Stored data
■ ■ ■ ■ ■ ■ ■

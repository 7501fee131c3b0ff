//! Error types for the skinreport-core library.

use std::path::PathBuf;

use thiserror::Error;

/// Main error type for the skinreport library.
#[derive(Error, Debug)]
pub enum SkinError {
    /// The input directory does not hold enough files to build a report.
    #[error("precondition failed: {0}")]
    Precondition(#[from] PreconditionError),

    /// Report value extraction error.
    #[error("extraction error: {0}")]
    Extraction(#[from] ExtractionError),

    /// PDF processing error.
    #[error("PDF error: {0}")]
    Pdf(#[from] PdfError),

    /// Photo classification error.
    #[error("classification error: {0}")]
    Classify(#[from] ClassifyError),

    /// Report rendering error.
    #[error("render error: {0}")]
    Render(#[from] RenderError),

    /// Image decode or encode error.
    #[error("image error: {0}")]
    Image(#[from] image::ImageError),

    /// I/O error.
    #[error("I/O error: {0}")]
    Io(#[from] std::io::Error),

    /// Configuration error.
    #[error("configuration error: {0}")]
    Config(String),
}

impl SkinError {
    /// True for failures caused by the input folder or the vendor PDF
    /// contents, as opposed to I/O, decoding or rendering failures.
    pub fn is_input_error(&self) -> bool {
        matches!(self, SkinError::Precondition(_) | SkinError::Extraction(_))
    }
}

/// Errors raised before any processing starts.
#[derive(Error, Debug)]
pub enum PreconditionError {
    /// The input directory is missing or not a directory.
    #[error("input folder not found: {}", .0.display())]
    MissingInputDir(PathBuf),

    /// Not enough photos or PDF reports in the input directory.
    #[error(
        "folder does not contain at least {min_images} JPG files and one PDF file \
         (found {images} images, {pdfs} PDFs)"
    )]
    InsufficientInputs {
        images: usize,
        pdfs: usize,
        min_images: usize,
    },
}

/// Errors related to PDF loading and text extraction.
#[derive(Error, Debug)]
pub enum PdfError {
    /// Failed to open/parse the PDF file.
    #[error("failed to parse PDF: {0}")]
    Parse(String),

    /// Failed to extract text from PDF.
    #[error("failed to extract text: {0}")]
    TextExtraction(String),

    /// The PDF is encrypted and cannot be processed.
    #[error("PDF is encrypted")]
    Encrypted,

    /// The PDF is empty or has no pages.
    #[error("PDF has no pages")]
    NoPages,
}

/// Errors related to report value extraction.
#[derive(Error, Debug, PartialEq, Eq)]
pub enum ExtractionError {
    /// A required field has no match in the report text.
    #[error("field not found: {field}")]
    NotFound { field: String },

    /// A required field matched more than once.
    #[error("ambiguous result: {count} matches for {field}")]
    Ambiguous { field: String, count: usize },
}

/// Errors related to photo classification.
#[derive(Error, Debug)]
pub enum ClassifyError {
    /// The configured sample pixel lies outside the image.
    #[error("sample point ({x}, {y}) outside {width}x{height} image")]
    SampleOutOfBounds {
        x: u32,
        y: u32,
        width: u32,
        height: u32,
    },
}

/// Errors related to report rendering.
#[derive(Error, Debug)]
pub enum RenderError {
    /// A template references an asset that is not in the asset folder.
    #[error("missing asset: {}", .0.display())]
    MissingAsset(PathBuf),

    /// A template references a grid tile that was never produced.
    #[error("missing overview tile {column}_{row}")]
    MissingTile { column: u32, row: u32 },

    /// A font file could not be parsed.
    #[error("invalid font {name}: {reason}")]
    Font { name: String, reason: String },

    /// Low-level PDF writer failure.
    #[error("PDF writer: {0}")]
    Writer(#[from] lopdf::Error),

    /// The finished document could not be serialized.
    #[error("failed to serialize report: {0}")]
    Serialize(String),
}

/// Result type for the skinreport library.
pub type Result<T> = std::result::Result<T, SkinError>;

#[cfg(test)]
mod tests {
    use super::*;

    #[test]
    fn test_input_error_class() {
        let err: SkinError = ExtractionError::NotFound {
            field: "Spots".to_string(),
        }
        .into();
        assert!(err.is_input_error());

        let err: SkinError = std::io::Error::other("disk full").into();
        assert!(!err.is_input_error());
    }

    #[test]
    fn test_extraction_messages() {
        let missing = ExtractionError::NotFound {
            field: "Pores".to_string(),
        };
        assert_eq!(missing.to_string(), "field not found: Pores");

        let ambiguous = ExtractionError::Ambiguous {
            field: "date".to_string(),
            count: 2,
        };
        assert_eq!(ambiguous.to_string(), "ambiguous result: 2 matches for date");
    }
}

■ ■ ■ ■ ■ ■ ■

| What you have to do |
Every entry, from the first line to the last, should be retyped exactly.

| Result for this task |
repository 7501fee131c3b0ff
//! Error types for the skinreport-core library.

use std::path::PathBuf;

use thiserror::Error;

/// Main error type for the skinreport library.
#[derive(Error, Debug)]
pub enum SkinError {
    /// The input directory does not hold enough files to build a report.
    #[error("precondition failed: {0}")]
    Precondition(#[from] PreconditionError),

    /// Report value extraction error.
    #[error("extraction error: {0}")]
    Extraction(#[from] ExtractionError),

    /// PDF processing error.
    #[error("PDF error: {0}")]
    Pdf(#[from] PdfError),

    /// Photo classification error.
    #[error("classification error: {0}")]
    Classify(#[from] ClassifyError),

    /// Report rendering error.
    #[error("render error: {0}")]
    Render(#[from] RenderError),

    /// Image decode or encode error.
    #[error("image error: {0}")]
    Image(#[from] image::ImageError),

    /// I/O error.
    #[error("I/O error: {0}")]
    Io(#[from] std::io::Error),

    /// Configuration error.
    #[error("configuration error: {0}")]
    Config(String),
}

impl SkinError {
    /// True for failures caused by the input folder or the vendor PDF
    /// contents, as opposed to I/O, decoding or rendering failures.
    pub fn is_input_error(&self) -> bool {
        matches!(self, SkinError::Precondition(_) | SkinError::Extraction(_))
    }
}

/// Errors raised before any processing starts.
#[derive(Error, Debug)]
pub enum PreconditionError {
    /// The input directory is missing or not a directory.
    #[error("input folder not found: {}", .0.display())]
    MissingInputDir(PathBuf),

    /// Not enough photos or PDF reports in the input directory.
    #[error(
        "folder does not contain at least {min_images} JPG files and one PDF file \
         (found {images} images, {pdfs} PDFs)"
    )]
    InsufficientInputs {
        images: usize,
        pdfs: usize,
        min_images: usize,
    },
}

/// Errors related to PDF loading and text extraction.
#[derive(Error, Debug)]
pub enum PdfError {
    /// Failed to open/parse the PDF file.
    #[error("failed to parse PDF: {0}")]
    Parse(String),

    /// Failed to extract text from PDF.
    #[error("failed to extract text: {0}")]
    TextExtraction(String),

    /// The PDF is encrypted and cannot be processed.
    #[error("PDF is encrypted")]
    Encrypted,

    /// The PDF is empty or has no pages.
    #[error("PDF has no pages")]
    NoPages,
}

/// Errors related to report value extraction.
#[derive(Error, Debug, PartialEq, Eq)]
pub enum ExtractionError {
    /// A required field has no match in the report text.
    #[error("field not found: {field}")]
    NotFound { field: String },

    /// A required field matched more than once.
    #[error("ambiguous result: {count} matches for {field}")]
    Ambiguous { field: String, count: usize },
}

/// Errors related to photo classification.
#[derive(Error, Debug)]
pub enum ClassifyError {
    /// The configured sample pixel lies outside the image.
    #[error("sample point ({x}, {y}) outside {width}x{height} image")]
    SampleOutOfBounds {
        x: u32,
        y: u32,
        width: u32,
        height: u32,
    },
}

/// Errors related to report rendering.
#[derive(Error, Debug)]
pub enum RenderError {
    /// A template references an asset that is not in the asset folder.
    #[error("missing asset: {}", .0.display())]
    MissingAsset(PathBuf),

    /// A template references a grid tile that was never produced.
    #[error("missing overview tile {column}_{row}")]
    MissingTile { column: u32, row: u32 },

    /// A font file could not be parsed.
    #[error("invalid font {name}: {reason}")]
    Font { name: String, reason: String },

    /// Low-level PDF writer failure.
    #[error("PDF writer: {0}")]
    Writer(#[from] lopdf::Error),

    /// The finished document could not be serialized.
    #[error("failed to serialize report: {0}")]
    Serialize(String),
}

/// Result type for the skinreport library.
pub type Result<T> = std::result::Result<T, SkinError>;

#[cfg(test)]
mod tests {
    use super::*;

    #[test]
    fn test_input_error_class() {
        let err: SkinError = ExtractionError::NotFound {
            field: "Spots".to_string(),
        }
        .into();
        assert!(err.is_input_error());

        let err: SkinError = std::io::Error::other("disk full").into();
        assert!(!err.is_input_error());
    }

    #[test]
    fn test_extraction_messages() {
        let missing = ExtractionError::NotFound {
            field: "Pores".to_string(),
        };
        assert_eq!(missing.to_string(), "field not found: Pores");

        let ambiguous = ExtractionError::Ambiguous {
            field: "date".to_string(),
            count: 2,
        };
        assert_eq!(ambiguous.to_string(), "ambiguous result: 2 matches for date");
    }
}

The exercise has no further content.